Tuesday, December 18, 2007

shrinking spaces



this morning i woke up early for some Mountain biking session at Candos Hill
It was awesome to go get lost (somehow unintentionally)
i felt good to hit the trails although it was raining

but...

i had the worst day ever since a lot of days
i unfortunately saw Cindy in the Caudan Waterfront Foodcourt today
with her new date
how uncool is that?
sometimes i tend to take everything as a competition
if this breakup would be a competition i think that i'd be the one who lost the game
i was the one who invited her for lunch (and dinner)
she was the one to refuse
i was the one to see her at the opposite table
she wasn't the one who left with a huge red face full of anger
i guess the list is much longer
but hey i don't know if i'm misreading or taking all blame on me
anyways i hate the fact of me being wrong or something not going as i thought it'd be!

i may not be a good writer
i may not express myself as i wish i would
i may not write in a linear form but i think that i don't care
i mean it's pretty hard for me to keep this blog because usually after writing everyline of it
i use to think of a lot of stylistic matters...

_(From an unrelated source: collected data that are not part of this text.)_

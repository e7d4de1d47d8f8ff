use criterion::{black_box, criterion_group, criterion_main, Criterion};

use col_compare::chart::project;
use col_compare::config::options::JoinStrategy;
use col_compare::merge::merge_rows;
use col_compare::specs::cost_table::extract_cost_rows;
use col_compare::types::CityDataset;

/// A page with `categories` header rows, each followed by `per` item rows.
fn synthetic_page(categories: usize, per: usize) -> String {
    let mut body = String::new();
    for c in 0..categories {
        body.push_str(&format!("<tr><th>Category {c}</th><th>Edit</th><th>Range</th></tr>"));
        for i in 0..per {
            let v = (c * per + i) as f64 * 1.25;
            body.push_str(&format!(
                "<tr><td>Item {c}.{i}</td><td class=\"priceValue\">{v:.2}&nbsp;$</td><td>{:.2}-{:.2}</td></tr>",
                v * 0.8,
                v * 1.2
            ));
        }
    }
    format!("<html><body><table class=\"data_wide_table\">{body}</table></body></html>")
}

fn bench_extract(c: &mut Criterion) {
    let page = synthetic_page(8, 10);
    c.bench_function("extract_cost_rows_80", |b| {
        b.iter(|| {
            let rows = extract_cost_rows(black_box(&page));
            black_box(rows);
        })
    });
}

fn bench_merge_and_project(c: &mut Criterion) {
    let page = synthetic_page(8, 10);
    let rows = extract_cost_rows(&page).unwrap_or_default();
    let cities: Vec<String> = (0..6).map(|i| format!("City{i}")).collect();
    let mut data = CityDataset::new();
    for city in &cities {
        data.push(city.clone(), Some(rows.clone()));
    }

    c.bench_function("merge_positional_6x80", |b| {
        b.iter(|| black_box(merge_rows(black_box(&data), JoinStrategy::PositionalTruncate)))
    });
    c.bench_function("merge_outer_6x80", |b| {
        b.iter(|| black_box(merge_rows(black_box(&data), JoinStrategy::OuterByItem)))
    });

    let merged = merge_rows(&data, JoinStrategy::PositionalTruncate);
    c.bench_function("project_chart_6x80", |b| {
        b.iter(|| black_box(project(black_box(&cities), black_box(&merged))))
    });
}

criterion_group!(benches, bench_extract, bench_merge_and_project);
criterion_main!(benches);
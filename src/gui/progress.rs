// src/gui/progress.rs
use std::sync::{Arc, Mutex};

use crate::progress::Progress;

pub struct GuiProgress {
    status: Arc<Mutex<String>>,
    done: usize,
    failed: usize,
    total: usize,
}

impl GuiProgress {
    pub fn new(status: Arc<Mutex<String>>) -> Self {
        Self { status, done: 0, failed: 0, total: 0 }
    }

    fn set_status(&self, msg: impl Into<String>) {
        if let Ok(mut s) = self.status.lock() {
            *s = msg.into();
        }
    }
}

impl Progress for GuiProgress {
    fn begin(&mut self, total: usize) {
        self.total = total;
    }
    fn log(&mut self, msg: &str) {
        self.set_status(s!(msg));
    }
    fn item_done(&mut self, city: &str) {
        self.done += 1;
        self.set_status(format!("Loaded {} ({}/{})", city, self.done + self.failed, self.total));
    }
    fn item_failed(&mut self, city: &str) {
        self.failed += 1;
        self.set_status(format!("No data for {} ({}/{})", city, self.done + self.failed, self.total));
    }
    fn finish(&mut self) {
        if self.failed == 0 {
            self.set_status(format!("Compared {} cities", self.done));
        } else {
            self.set_status(format!("Compared {} cities ({} without data)", self.done, self.failed));
        }
    }
}
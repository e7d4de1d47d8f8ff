// src/gui/mod.rs
pub mod actions;
pub mod app;
pub mod components;
pub mod progress;

pub use app::run;
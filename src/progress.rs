// src/progress.rs
/// Lightweight progress reporting for a comparison run.
/// Frontends (GUI/CLI) implement this to surface status to users.
pub trait Progress {
    /// Called at the start with the number of cities requested.
    fn begin(&mut self, _total: usize) {}

    /// Free-form status line for human eyes.
    fn log(&mut self, _msg: &str) {}

    /// A city produced rows.
    fn item_done(&mut self, _city: &str) {}

    /// A city produced nothing (fetch failed or no table).
    fn item_failed(&mut self, _city: &str) {}

    /// Called at the end, successful or not.
    fn finish(&mut self) {}
}

/// A no-op progress sink.
pub struct NullProgress;
impl Progress for NullProgress {}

it seems that i'm not good at all in expressing my emotions and feelings
this is the reason why i moved out of my parents place
having a certain distance from them (more that it was from the time i was living there)
helped me at least to have a conversation with my mother
and now?
i couldn't explain to myself the reason why i left this table
it's just that i could not finish my dim sum
and i NEVER stop eating... NEVER...
bottom line; all i did was to take the bus home as far as possible to meet my only buddy Green Island
Hide my head; i wanted to drown my sorrow... hoping for no tomorrow
but the phone rang... why did i have to turn it on again...

now here it goes feeling just trapped in circles again
gosh i just wanna find a way out of it all
i'm just tired of loosing everything in my life again...

and even all these days i couldn't stop thinking about her...
and here it's 18:20
i've been sleeping a lot this afternoon....
this night will be long and painful

this picture above shows somehow i feel today...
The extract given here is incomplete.